Making better use of N: ‘If we move to protected urea, we’d have 4 times less emissions’

The use of protected urea has the potential to decouple the greenhouse gas emissions from the use, the audience of this year’s Teagasc Virtual Dairy Conference heard this morning (Tuesday, November 24).

In the first of four webinars in this year’s conference, which focused on making better use of nitrogen (N), the topic of nitrogen use efficiency (NUE) was centre stage.

The panel discussion featured Teagasc specialists Dr. Laurence Shalloo, Dr. Elodie Ruelle and Dr. Owen Fenton, and was moderated by Teagasc head of knowledge transfer Dr. Stan Lalor.

Dr. Shalloo outlined the technologies that are currently being used to drive efficiency – first highlighting grassland management, slurry and clover, he then turned to fertiliser use and crude protein in concentrate feed.
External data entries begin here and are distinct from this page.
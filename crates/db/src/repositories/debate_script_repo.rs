//! Repository for the `debate_scripts` table.

use rostrum_core::types::DbId;
use sqlx::PgPool;

use crate::models::debate_script::{CreateScriptLine, ScriptLine};

const COLUMNS: &str = "id, topic_id, round_number, side, persona, content, created_at";

pub struct DebateScriptRepo;

impl DebateScriptRepo {
    pub async fn create(pool: &PgPool, input: &CreateScriptLine) -> Result<ScriptLine, sqlx::Error> {
        let query = format!(
            "INSERT INTO debate_scripts (topic_id, round_number, side, persona, content)
             VALUES ($1, $2, $3, $4, $5)
             RETURNING {COLUMNS}"
        );
        sqlx::query_as::<_, ScriptLine>(&query)
            .bind(input.topic_id)
            .bind(input.round_number)
            .bind(&input.side)
            .bind(&input.persona)
            .bind(&input.content)
            .fetch_one(pool)
            .await
    }

    /// The full stored conversation for a topic in (round, side) order.
    pub async fn list_by_topic(pool: &PgPool, topic_id: DbId) -> Result<Vec<ScriptLine>, sqlx::Error> {
        let query = format!(
            "SELECT {COLUMNS} FROM debate_scripts
             WHERE topic_id = $1
             ORDER BY round_number, side, id"
        );
        sqlx::query_as::<_, ScriptLine>(&query)
            .bind(topic_id)
            .fetch_all(pool)
            .await
    }
}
“The next technology we talk about is urea with inhibitors or stabilisers – protected urea,” he explained.

The research on this again is pretty solid, showing that there is no additional grass growth over CAN or urea in terms of what the benefit is in terms of increased grass growth.
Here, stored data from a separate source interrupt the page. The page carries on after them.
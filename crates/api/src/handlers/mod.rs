pub mod debate;
pub mod topic;
//! Repository layer.
//!
//! Each repository is a zero-sized struct providing async methods that
//! accept `&PgPool` as the first argument.

pub mod debate_message_repo;
pub mod debate_report_repo;
pub mod debate_room_repo;
pub mod debate_script_repo;
pub mod debate_topic_repo;
pub mod mcq_repo;

pub use debate_message_repo::DebateMessageRepo;
pub use debate_report_repo::DebateReportRepo;
pub use debate_room_repo::DebateRoomRepo;
pub use debate_script_repo::DebateScriptRepo;
pub use debate_topic_repo::DebateTopicRepo;
pub use mcq_repo::{McqRepo, McqTreeLookup};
“But, if we go back to last Friday, the EPA [Environmental Protection Agency] had a report on where the greenhouse gases were and said that agriculture had reduced emissions by 3.8%, which is really positive and needs to be called out as a big positive. They pointed out N reductions.

Use of protected urea has the potential to decouple the greenhouse gas emissions from the use; because the emission factor for protected urea versus CAN is four times less.

“So in essence, for the same level of fertiliser, if we move to protected urea, we’d have four times less emissions, which is huge in terms of greenhouse gas. Again it’s a positive one from the overall story.”

Finally, Dr. Shalloo said: “We all know that the organic N per cow was 85kg/cow/year since 1994.

“For a huge number of years it just wasn’t recalculated over that period; that will be increasing to 89kg/cow in the new year.

“If we want to take control of that number changing over time as farmers, there is potential to do that by reducing the crude protein concentrate.

For every 1% reduction in crude protein in concentrate, we’re reducing our organic N by 1.5kg organic N which is really, really big. Less crude protein in our concentrate has huge potential to reduce.

“Dairy farmers have made huge progress over the last 10 years in reducing the crude protein of concentrates but there is scope to further reduce it,” Dr. Shalloo concluded.